Aconteceu algumas vezes — depois de 2015 escrevi cada vez mais sobre teatro, ou seja, passei cada vez mais tempo nos Artistas Unidos — umas lições de História e Teatro junto ao arvoredo diante do Teatro da Politécnica. Não sei explicar bem o motivo, mas ali, encostado ao muro de pedra, aquele parecia um sítio perfeito para fumar. Mais umas conversas sobre vontades e próximos capítulos. Entre cigarros, o Jorge queixava-se dos turistas que insistentemente confundiam o Teatro da Politécnica com uma qualquer sala ao serviço do Jardim Botânico; queixava-se da velhice, da falta de audição cada vez mais evidente. Para mim, foram sempre conversas ricas. Para mim e para outros colegas jornalistas, que invariavelmente, aquando de um ensaio de imprensa dos Artistas Unidos, nos juntávamos por ali, durante uns breves minutos, a comentar o que no mundo se passava e até os despedimentos em massa nos grupos de comunicação. O Jorge sabia sempre de tudo.

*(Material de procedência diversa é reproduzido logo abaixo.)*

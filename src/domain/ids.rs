//! Domain identifier types with validation
//!
//! Newtype wrappers for the identifiers handed out by the automation service.
//! Both are opaque strings; the only rule enforced here is that they are not
//! blank.

use serde::{Deserialize, Serialize};
use std::fmt;
use std::str::FromStr;

/// Notebook identifier newtype wrapper
///
/// Returned by the automation service when a notebook is opened. Stable for as
/// long as the notebook stays open.
///
/// # Examples
///
/// ```
/// use notebook_converter::domain::ids::NotebookId;
/// use std::str::FromStr;
///
/// let id = NotebookId::from_str("{5A3C8E21-0D4B-4F19-9A77-61D0C2B3E4F5}{1}{B0}").unwrap();
/// assert_eq!(id.as_str(), "{5A3C8E21-0D4B-4F19-9A77-61D0C2B3E4F5}{1}{B0}");
/// ```
#[derive(Debug, Clone, PartialEq, Eq, Hash, Serialize, Deserialize)]
pub struct NotebookId(String);

impl NotebookId {
    /// Creates a new NotebookId from a string
    ///
    /// Returns `Err` if the ID is blank.
    pub fn new(id: impl Into<String>) -> Result<Self, String> {
        let id = id.into();
        if id.trim().is_empty() {
            return Err("Notebook ID cannot be empty".to_string());
        }
        Ok(Self(id))
    }

    /// Returns the notebook ID as a string slice
    pub fn as_str(&self) -> &str {
        &self.0
    }

    /// Consumes self and returns the inner String
    pub fn into_inner(self) -> String {
        self.0
    }
}

impl fmt::Display for NotebookId {
    fn fmt(&self, f: &mut fmt::Formatter<'_>) -> fmt::Result {
        write!(f, "{}", self.0)
    }
}

impl FromStr for NotebookId {
    type Err = String;

    fn from_str(s: &str) -> Result<Self, Self::Err> {
        Self::new(s)
    }
}

impl AsRef<str> for NotebookId {
    fn as_ref(&self) -> &str {
        &self.0
    }
}

/// Section identifier newtype wrapper
///
/// A section that has not been created in a destination notebook yet has no
/// identifier at all, so callers hold `Option<SectionId>` rather than an
/// empty string.
///
/// # Examples
///
/// ```
/// use notebook_converter::domain::ids::SectionId;
/// use std::str::FromStr;
///
/// let id = SectionId::from_str("{9F1E...}{1}{B0}").unwrap();
/// assert!(SectionId::from_str("  ").is_err());
/// # let _ = id;
/// ```
#[derive(Debug, Clone, PartialEq, Eq, Hash, Serialize, Deserialize)]
pub struct SectionId(String);

impl SectionId {
    /// Creates a new SectionId from a string
    ///
    /// Returns `Err` if the ID is blank.
    pub fn new(id: impl Into<String>) -> Result<Self, String> {
        let id = id.into();
        if id.trim().is_empty() {
            return Err("Section ID cannot be empty".to_string());
        }
        Ok(Self(id))
    }

    /// Returns the section ID as a string slice
    pub fn as_str(&self) -> &str {
        &self.0
    }

    /// Consumes self and returns the inner String
    pub fn into_inner(self) -> String {
        self.0
    }
}

impl fmt::Display for SectionId {
    fn fmt(&self, f: &mut fmt::Formatter<'_>) -> fmt::Result {
        write!(f, "{}", self.0)
    }
}

impl FromStr for SectionId {
    type Err = String;

    fn from_str(s: &str) -> Result<Self, Self::Err> {
        Self::new(s)
    }
}

impl AsRef<str> for SectionId {
    fn as_ref(&self) -> &str {
        &self.0
    }
}
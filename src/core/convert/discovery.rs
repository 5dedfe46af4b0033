//! Notebook discovery in the source directory

use crate::domain::{ConverterError, Result};
use regex::Regex;
use std::path::{Path, PathBuf};

/// Compiles a notebook name filter; an empty filter matches everything
pub fn compile_filter(filter: &str) -> Result<Regex> {
    let pattern = if filter.is_empty() { ".*" } else { filter };
    Regex::new(pattern).map_err(|e| {
        ConverterError::InvalidConfiguration(format!("invalid notebook filter '{filter}': {e}"))
    })
}

/// Checks that a directory exists
pub fn ensure_directory(path: &Path, role: &str) -> Result<()> {
    if path.is_dir() {
        Ok(())
    } else {
        Err(ConverterError::InvalidPath(format!(
            "{role} directory {} does not exist",
            path.display()
        )))
    }
}

/// Lists the notebooks to convert
///
/// Both directories are checked before anything is enumerated, then the
/// notebooks are selected as in [`find_notebooks`].
///
/// # Errors
///
/// - [`ConverterError::InvalidPath`] if `source` or `destination` is missing
/// - [`ConverterError::InvalidConfiguration`] if `filter` is not a valid regex
pub async fn list_notebooks(source: &Path, destination: &Path, filter: &str) -> Result<Vec<PathBuf>> {
    ensure_directory(source, "Source")?;
    ensure_directory(destination, "Destination")?;
    find_notebooks(source, filter).await
}

/// Immediate subdirectories of `source` whose names match `filter`, sorted by name
pub async fn find_notebooks(source: &Path, filter: &str) -> Result<Vec<PathBuf>> {
    ensure_directory(source, "Source")?;
    let filter = compile_filter(filter)?;

    let mut notebooks = Vec::new();
    let mut entries = tokio::fs::read_dir(source).await?;
    while let Some(entry) = entries.next_entry().await? {
        if !entry.file_type().await?.is_dir() {
            continue;
        }
        let name = entry.file_name().to_string_lossy().into_owned();
        if filter.is_match(&name) {
            notebooks.push(entry.path());
        }
    }

    notebooks.sort_by(|a, b| a.file_name().cmp(&b.file_name()));
    tracing::debug!(
        source = %source.display(),
        count = notebooks.len(),
        "Notebooks discovered"
    );
    Ok(notebooks)
}
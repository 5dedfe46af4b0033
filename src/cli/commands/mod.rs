//! CLI command implementations
//!
//! This module contains all CLI command implementations.

pub mod convert;
pub mod init;
pub mod list;
pub mod show;
pub mod validate;

use crate::adapters::automation::PublishFormat;
use crate::config::{read_config, ConverterConfig};
use crate::domain::{AutomationError, ConverterError};
use clap::Args;
use std::str::FromStr;

/// Conversion settings that can be overridden on the command line
#[derive(Args, Debug, Default, Clone)]
pub struct ConversionOverrides {
    /// Directory containing the source notebooks
    #[arg(long)]
    pub source: Option<String>,

    /// Directory receiving the converted notebooks
    #[arg(long)]
    pub destination: Option<String>,

    /// Regular expression selecting notebook names
    #[arg(long)]
    pub filter: Option<String>,

    /// Target format (current or legacy)
    #[arg(long)]
    pub format: Option<String>,
}

impl ConversionOverrides {
    /// Applies the overrides to a loaded configuration
    pub fn apply(&self, config: &mut ConverterConfig) -> Result<(), ConverterError> {
        if let Some(source) = &self.source {
            tracing::info!(source = %source, "Overriding source path from CLI");
            config.conversion.source_path = source.clone();
        }
        if let Some(destination) = &self.destination {
            tracing::info!(destination = %destination, "Overriding destination path from CLI");
            config.conversion.destination_path = destination.clone();
        }
        if let Some(filter) = &self.filter {
            tracing::info!(filter = %filter, "Overriding notebook filter from CLI");
            config.conversion.filter = filter.clone();
        }
        if let Some(format) = &self.format {
            config.conversion.format = PublishFormat::from_str(format)?;
        }
        Ok(())
    }
}

/// Reads the configuration, applies CLI overrides and validates the result
///
/// Prints the failure and returns `Err(2)` on any configuration error.
pub(crate) fn load_with_overrides(
    config_path: &str,
    overrides: &ConversionOverrides,
) -> Result<ConverterConfig, i32> {
    let mut config = match read_config(config_path) {
        Ok(c) => c,
        Err(e) => {
            tracing::error!(error = %e, "Failed to load configuration");
            eprintln!("Failed to load configuration: {e}");
            return Err(2);
        }
    };

    if let Err(e) = overrides.apply(&mut config) {
        eprintln!("Invalid command line option: {e}");
        return Err(2);
    }

    if let Err(e) = config.validate() {
        tracing::error!(error = %e, "Configuration validation failed");
        eprintln!("Configuration validation failed: {e}");
        return Err(2);
    }

    Ok(config)
}

/// Process exit code for an error that stopped a command
///
/// - 2: configuration or path problem
/// - 4: automation backend unavailable
/// - 5: any other fatal error
pub fn exit_code_for(error: &ConverterError) -> i32 {
    match error {
        ConverterError::InvalidPath(_)
        | ConverterError::InvalidConfiguration(_)
        | ConverterError::Configuration(_)
        | ConverterError::Validation(_) => 2,
        ConverterError::Automation(AutomationError::Unavailable(_)) => 4,
        _ => 5,
    }
}
//! Conversion coordinator - drives a batch of notebooks through the publisher
//!
//! Each notebook below the source directory is opened, published into a
//! directory of the same name under the destination, and closed. A notebook
//! whose hierarchy never settles is reported and skipped; any other failure
//! stops the batch.

use super::discovery::list_notebooks;
use super::summary::{ConversionError, ConversionSummary};
use crate::adapters::automation::{AutomationService, PublishFormat};
use crate::config::ConverterConfig;
use crate::core::notebook::Notebook;
use crate::core::progress::ProgressReporter;
use crate::core::publish::{PublishReport, Publisher};
use crate::core::retry::RetryPolicy;
use crate::domain::Result;
use std::path::{Path, PathBuf};
use std::sync::Arc;
use std::time::Instant;
use tokio::sync::watch;

/// Conversion coordinator
pub struct ConversionCoordinator {
    automation: Arc<dyn AutomationService>,
    source: PathBuf,
    destination: PathBuf,
    filter: String,
    format: PublishFormat,
    close_force: bool,
    retry_policy: RetryPolicy,
    dry_run: bool,
    shutdown_signal: Option<watch::Receiver<bool>>,
}

impl ConversionCoordinator {
    /// Create a coordinator from the loaded configuration
    pub fn new(config: &ConverterConfig, automation: Arc<dyn AutomationService>) -> Result<Self> {
        Ok(Self {
            automation,
            source: PathBuf::from(&config.conversion.source_path),
            destination: PathBuf::from(&config.conversion.destination_path),
            filter: config.conversion.filter.clone(),
            format: config.conversion.format,
            close_force: config.conversion.close_force,
            retry_policy: RetryPolicy::from_config(&config.retry)?,
            dry_run: config.application.dry_run,
            shutdown_signal: None,
        })
    }

    /// Stop before the next notebook once `signal` turns true
    pub fn with_shutdown_signal(mut self, signal: watch::Receiver<bool>) -> Self {
        self.shutdown_signal = Some(signal);
        self
    }

    fn shutdown_requested(&self) -> bool {
        self.shutdown_signal
            .as_ref()
            .map(|signal| *signal.borrow())
            .unwrap_or(false)
    }

    /// Execute the conversion
    ///
    /// This is the main entry point for a batch. It:
    /// 1. Validates the source and destination directories
    /// 2. Lists the notebooks matching the filter
    /// 3. For each notebook:
    ///    - Reports start and indents nested steps
    ///    - Publishes into `<destination>/<notebook name>`
    ///    - Closes the source notebook
    ///    - Reports the outcome
    /// 4. Completes the progress and returns the summary
    ///
    /// # Errors
    ///
    /// Path and filter errors are returned before any notebook is touched.
    /// A non-recoverable error while converting a notebook closes that
    /// notebook and is returned.
    pub async fn execute(&self, progress: &mut ProgressReporter) -> Result<ConversionSummary> {
        let start_time = Instant::now();
        let mut summary = ConversionSummary::new();

        let notebooks = list_notebooks(&self.source, &self.destination, &self.filter).await?;
        summary.total_notebooks = notebooks.len();

        tracing::info!(
            source = %self.source.display(),
            destination = %self.destination.display(),
            notebook_count = notebooks.len(),
            format = %self.format,
            dry_run = self.dry_run,
            "Starting conversion"
        );

        progress.increase_total(notebooks.len().saturating_mul(2))?;
        let publisher = Publisher::new(self.automation.clone())
            .with_retry_policy(self.retry_policy)
            .with_dry_run(self.dry_run);

        for (index, path) in notebooks.iter().enumerate() {
            if self.shutdown_requested() {
                tracing::warn!(
                    remaining = notebooks.len() - index,
                    "Shutdown requested, stopping conversion"
                );
                summary.interrupted = true;
                summary.skipped_notebooks = notebooks.len() - index;
                break;
            }

            self.convert_notebook(&publisher, path, progress, &mut summary)
                .await?;
        }

        progress.complete("Conversion finished");

        let summary = summary.with_duration(start_time.elapsed());
        summary.log_summary();
        Ok(summary)
    }

    async fn convert_notebook(
        &self,
        publisher: &Publisher,
        path: &Path,
        progress: &mut ProgressReporter,
        summary: &mut ConversionSummary,
    ) -> Result<()> {
        let mut notebook =
            Notebook::new(self.automation.clone(), path).with_retry_policy(self.retry_policy);
        let name = notebook.name();
        let target = self.destination.join(&name);
        let started = Instant::now();
        crate::log_notebook_start!(&name, path.display());

        progress.report_step(format!("Starting notebook '{name}'"))?;
        progress.push_indent();
        let mut report = PublishReport::default();
        let outcome = publisher
            .publish_into(&mut notebook, &target, self.format, progress, &mut report)
            .await;
        progress.pop_indent();

        // files already written stay on disk even when the notebook fails later
        summary.sections_exported += report.exported;
        summary.sections_skipped += report.skipped;

        match outcome {
            Ok(()) => {
                summary.converted_notebooks += 1;
                crate::log_notebook_complete!(&name, report.exported, started.elapsed());
                self.close_notebook(&mut notebook).await?;
            }
            Err(e) if e.is_recoverable() => {
                crate::log_error_with_context!(&e, format!("notebook={name}"));
                summary.failed_notebooks += 1;
                summary.add_error(ConversionError::from(&e).with_context(format!("notebook={name}")));
                progress.increase_total(1)?;
                progress.report_step(format!("Error notebook '{name}'"))?;
                self.close_notebook(&mut notebook).await?;
            }
            Err(e) => {
                crate::log_error_with_context!(&e, format!("notebook={name}"));
                if let Err(close_error) = self.close_notebook(&mut notebook).await {
                    tracing::warn!(
                        notebook = %name,
                        error = %close_error,
                        "Failed to close notebook after error"
                    );
                }
                return Err(e);
            }
        }

        progress.report_step(format!("Finished notebook '{name}'"))?;
        Ok(())
    }

    async fn close_notebook(&self, notebook: &mut Notebook) -> Result<()> {
        if notebook.is_closed() {
            return Ok(());
        }
        notebook.close(self.close_force).await
    }
}
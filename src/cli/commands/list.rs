//! List command implementation
//!
//! Prints the notebooks a `convert` run would process, optionally with the
//! sections of each one.

use super::{exit_code_for, ConversionOverrides};
use crate::adapters::automation::create_automation;
use crate::config::read_config;
use crate::core::convert::find_notebooks;
use crate::core::notebook::Notebook;
use crate::core::retry::RetryPolicy;
use clap::Args;

/// Arguments for the list command
#[derive(Args, Debug)]
pub struct ListArgs {
    #[command(flatten)]
    pub overrides: ConversionOverrides,

    /// Load each notebook and print its sections
    #[arg(long)]
    pub sections: bool,
}

impl ListArgs {
    /// Execute the list command
    pub async fn execute(&self, config_path: &str) -> anyhow::Result<i32> {
        let mut config = match read_config(config_path) {
            Ok(c) => c,
            Err(e) => {
                eprintln!("Failed to load configuration: {e}");
                return Ok(2);
            }
        };
        if let Err(e) = self.overrides.apply(&mut config) {
            eprintln!("Invalid command line option: {e}");
            return Ok(2);
        }

        let source = std::path::PathBuf::from(&config.conversion.source_path);
        let notebooks = match find_notebooks(&source, &config.conversion.filter).await {
            Ok(n) => n,
            Err(e) => {
                eprintln!("❌ {e}");
                return Ok(exit_code_for(&e));
            }
        };

        println!("📚 {} notebook(s) in {}", notebooks.len(), source.display());
        if !self.sections {
            for path in &notebooks {
                println!("  - {}", path.file_name().unwrap_or_default().to_string_lossy());
            }
            return Ok(0);
        }

        let automation = match create_automation(&config.automation) {
            Ok(a) => a,
            Err(e) => {
                eprintln!("Failed to initialize automation backend: {e}");
                return Ok(4);
            }
        };
        let retry_policy = match RetryPolicy::from_config(&config.retry) {
            Ok(p) => p,
            Err(e) => {
                eprintln!("Invalid configuration: {e}");
                return Ok(2);
            }
        };

        let mut exit_code = 0;
        for path in &notebooks {
            let mut notebook = Notebook::new(automation.clone(), path).with_retry_policy(retry_policy);
            println!("  - {}", notebook.name());

            match notebook.load_hierarchy().await {
                Ok(()) => {
                    for section in notebook.sections() {
                        let marker = if section.has_pages { "" } else { " (empty)" };
                        println!("      {}{}", section.name, marker);
                    }
                }
                Err(e) => {
                    tracing::warn!(notebook = %notebook.name(), error = %e, "Failed to load notebook");
                    println!("      ⚠️  {e}");
                    exit_code = 1;
                }
            }

            if let Err(e) = notebook.close(config.conversion.close_force).await {
                tracing::warn!(notebook = %notebook.name(), error = %e, "Failed to close notebook");
            }
        }

        Ok(exit_code)
    }
}
//! Hierarchy markup codec
//!
//! The automation service describes a notebook as namespaced XML:
//!
//! ```xml
//! <one:Notebook xmlns:one="http://schemas.microsoft.com/office/onenote/2013/onenote" ID="nb">
//!   <one:Section name="Inbox" ID="s1" color="#8AA8E4" areAllPagesAvailable="true">
//!     <one:Page ID="p1" name="Monday" />
//!   </one:Section>
//! </one:Notebook>
//! ```
//!
//! Only sections that are direct children of the notebook element are read;
//! sections nested in section groups are ignored. Elements are matched by local
//! name, so the namespace prefix the service picks does not matter.

use crate::domain::ids::{NotebookId, SectionId};
use crate::domain::{ConverterError, Result, Section, SectionMap};
use quick_xml::escape::escape;
use quick_xml::events::{BytesStart, Event};
use quick_xml::Reader;
use std::collections::HashMap;

/// XML namespace of the 2013 hierarchy schema
pub const ONENOTE_NAMESPACE: &str = "http://schemas.microsoft.com/office/onenote/2013/onenote";

const NOTEBOOK: &[u8] = b"Notebook";
const SECTION: &[u8] = b"Section";
const PAGE: &[u8] = b"Page";

/// One section as reported in a snapshot
#[derive(Debug, Clone, PartialEq, Eq)]
pub struct SectionSnapshot {
    pub section: Section,

    /// `false` while the service is still loading this section's pages
    pub all_pages_available: bool,
}

/// Parsed hierarchy snapshot
#[derive(Debug, Clone, Default, PartialEq, Eq)]
pub struct HierarchySnapshot {
    /// ID attribute of the notebook element
    pub notebook_id: Option<String>,

    /// Sections in document order
    pub sections: Vec<SectionSnapshot>,
}

impl HierarchySnapshot {
    /// Names of sections whose pages are not all available yet
    pub fn pending_sections(&self) -> Vec<&str> {
        self.sections
            .iter()
            .filter(|s| !s.all_pages_available)
            .map(|s| s.section.name.as_str())
            .collect()
    }

    /// Converts the snapshot into an ordered section map
    pub fn into_section_map(self) -> SectionMap {
        self.sections.into_iter().map(|s| s.section).collect()
    }
}

struct PendingSection {
    section: Section,
    all_pages_available: bool,
    pages: usize,
}

/// Parses a hierarchy snapshot
///
/// # Errors
///
/// Returns [`ConverterError::Markup`] if the markup is malformed, has no
/// notebook element, or contains a section without an `ID` attribute.
pub fn parse_hierarchy(markup: &str) -> Result<HierarchySnapshot> {
    parse_markup(markup, true)
}

/// Parses a hierarchy update as rendered by [`render_section_update`]
///
/// Unlike a snapshot, an update may carry sections without an `ID`; they are
/// returned unbound and left for the service to create.
pub fn parse_section_update(markup: &str) -> Result<HierarchySnapshot> {
    parse_markup(markup, false)
}

fn parse_markup(markup: &str, require_ids: bool) -> Result<HierarchySnapshot> {
    let mut reader = Reader::from_str(markup);
    reader.config_mut().trim_text(true);

    let mut path: Vec<Vec<u8>> = Vec::new();
    let mut snapshot = HierarchySnapshot::default();
    let mut saw_notebook = false;
    let mut current: Option<PendingSection> = None;

    loop {
        match reader.read_event()? {
            Event::Start(element) => {
                let name = element.local_name().as_ref().to_vec();
                open_element(&element, &name, &path, require_ids, &mut snapshot, &mut current)?;
                saw_notebook |= path.is_empty() && name == NOTEBOOK;
                path.push(name);
            }
            Event::Empty(element) => {
                let name = element.local_name().as_ref().to_vec();
                open_element(&element, &name, &path, require_ids, &mut snapshot, &mut current)?;
                saw_notebook |= path.is_empty() && name == NOTEBOOK;
                close_element(&name, &path, &mut snapshot, &mut current);
            }
            Event::End(element) => {
                path.pop();
                let name = element.local_name().as_ref().to_vec();
                close_element(&name, &path, &mut snapshot, &mut current);
            }
            Event::Eof => break,
            _ => {}
        }
    }

    if !saw_notebook {
        return Err(ConverterError::Markup(
            "hierarchy markup has no Notebook element".to_string(),
        ));
    }

    Ok(snapshot)
}

fn open_element(
    element: &BytesStart<'_>,
    name: &[u8],
    path: &[Vec<u8>],
    require_ids: bool,
    snapshot: &mut HierarchySnapshot,
    current: &mut Option<PendingSection>,
) -> Result<()> {
    if path.is_empty() && name == NOTEBOOK {
        snapshot.notebook_id = read_attributes(element)?.remove("ID");
    } else if is_notebook_child(path) && name == SECTION {
        *current = Some(section_from_attributes(read_attributes(element)?, require_ids)?);
    } else if is_section_child(path) && name == PAGE {
        if let Some(pending) = current.as_mut() {
            pending.pages += 1;
        }
    }
    Ok(())
}

fn close_element(
    name: &[u8],
    path: &[Vec<u8>],
    snapshot: &mut HierarchySnapshot,
    current: &mut Option<PendingSection>,
) {
    if is_notebook_child(path) && name == SECTION {
        if let Some(pending) = current.take() {
            snapshot.sections.push(SectionSnapshot {
                section: pending.section.with_pages(pending.pages > 0),
                all_pages_available: pending.all_pages_available,
            });
        }
    }
}

fn is_notebook_child(path: &[Vec<u8>]) -> bool {
    path.len() == 1 && path[0] == NOTEBOOK
}

fn is_section_child(path: &[Vec<u8>]) -> bool {
    path.len() == 2 && path[0] == NOTEBOOK && path[1] == SECTION
}

fn read_attributes(element: &BytesStart<'_>) -> Result<HashMap<String, String>> {
    let mut attributes = HashMap::new();
    for attribute in element.attributes() {
        let attribute = attribute?;
        let key = String::from_utf8_lossy(attribute.key.local_name().as_ref()).into_owned();
        let value = attribute.unescape_value()?.into_owned();
        attributes.insert(key, value);
    }
    Ok(attributes)
}

fn section_from_attributes(
    mut attributes: HashMap<String, String>,
    require_id: bool,
) -> Result<PendingSection> {
    let name = attributes.remove("name").unwrap_or_default();
    let id = match attributes.remove("ID") {
        Some(id) => Some(SectionId::new(id).map_err(ConverterError::Markup)?),
        None if require_id => {
            return Err(ConverterError::Markup(format!(
                "section '{name}' has no ID attribute"
            )))
        }
        None => None,
    };
    let color = attributes.remove("color").unwrap_or_default();
    let all_pages_available = attributes
        .get("areAllPagesAvailable")
        .map(|value| value != "false")
        .unwrap_or(true);

    let section = Section {
        id,
        name,
        color: None,
        has_pages: false,
    };

    Ok(PendingSection {
        section: section.with_color(color),
        all_pages_available,
        pages: 0,
    })
}

/// Renders a full hierarchy update for a notebook
///
/// The first section becomes the notebook's first child and every later
/// section follows its predecessor, so document order equals map order.
/// Sections without an identifier are emitted without `ID` and are created
/// by the service.
pub fn render_section_update(notebook: &NotebookId, sections: &SectionMap) -> String {
    let mut markup = format!(
        "<one:Notebook xmlns:one=\"{}\" ID=\"{}\">",
        ONENOTE_NAMESPACE,
        escape(notebook.as_str())
    );

    for section in sections {
        markup.push_str(&format!("<one:Section name=\"{}\"", escape(section.name.as_str())));
        if let Some(id) = &section.id {
            markup.push_str(&format!(" ID=\"{}\"", escape(id.as_str())));
        }
        if let Some(color) = &section.color {
            markup.push_str(&format!(" color=\"{}\"", escape(color.as_str())));
        }
        markup.push_str(" />");
    }

    markup.push_str("</one:Notebook>");
    markup
}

A confiança foi crescendo e houve um dia que pedi ao Jorge para fazer uma reportagem longa num processo dos Artistas Unidos, com “A Noite da Iguana”, de Tennessee Williams. Disse-lhe que gostava de acompanhar o processo de construção da personagem do Nuno Lopes — um dos atores mais extraordinários que já vi trabalhar. E o Jorge acedeu prontamente. Não só acedeu como me acolheu como se fosse parte da equipa, como se também eu estivesse ali, durante aqueles dois meses e meio, a contribuir para levantar aquele espectáculo. O resultado desse trabalho foi publicado neste jornal e julgo ter sido um importante documento sobre o que é o trabalho de um intérprete visto por dentro. Não esqueço a assertividade com que o Jorge dirigia os seus atores, muitas vezes misturado com um humor avassalador. Não sei o que é ser ator, não sei o que é ser dirigido, o que sei é que quase sempre os intérpretes acabavam a fazer o que ele queria, como ele queria. O jogo. Para o Jorge era sempre o jogo. Uma vez disse-me: “O meu sonho é ter atores a quem não tenho de dizer nada, ficava aqui sentadinho…” (jornal i; 17/09/2015)
A verdade é que sem a simpatia e amabilidade do Jorge eu não estaria hoje onde estou. E por isso devo-lhe um grande agradecimento. Nem eu, nem o teatro português, para o qual foi uma das peças fundamentais, não só nos Artistas Unidos, como no tempo da fundação da Cornucópia e nos anos que se antecederam e que se seguiram. Recordo-me de como, a partir de “A Noite da Iguana”, sempre que o Jorge me via cumprimentava-me assim: “Então senhor jornalista, como vai a vida?”. Com o passar do tempo, e com o meu progressivo desencanto com o jornalismo — mais justo talvez seja dizer com o meu progressivo fascínio pelo teatro e pelo desejo de trabalhar o teatro —, começou a dizer: “Então senhor jornalista, tem andado desaparecido.” Pois tenho. E se desapareci foi também porque o acompanhamento desse processo e as tardes que passei no escuro no Teatro da Politécnica me precipitaram na vontade de escrever como alguns daqueles autores. Ou, pelo menos, tentar ver de longe os seus calcanhares. Ao contrário de mim, o Jorge nunca andará desaparecido.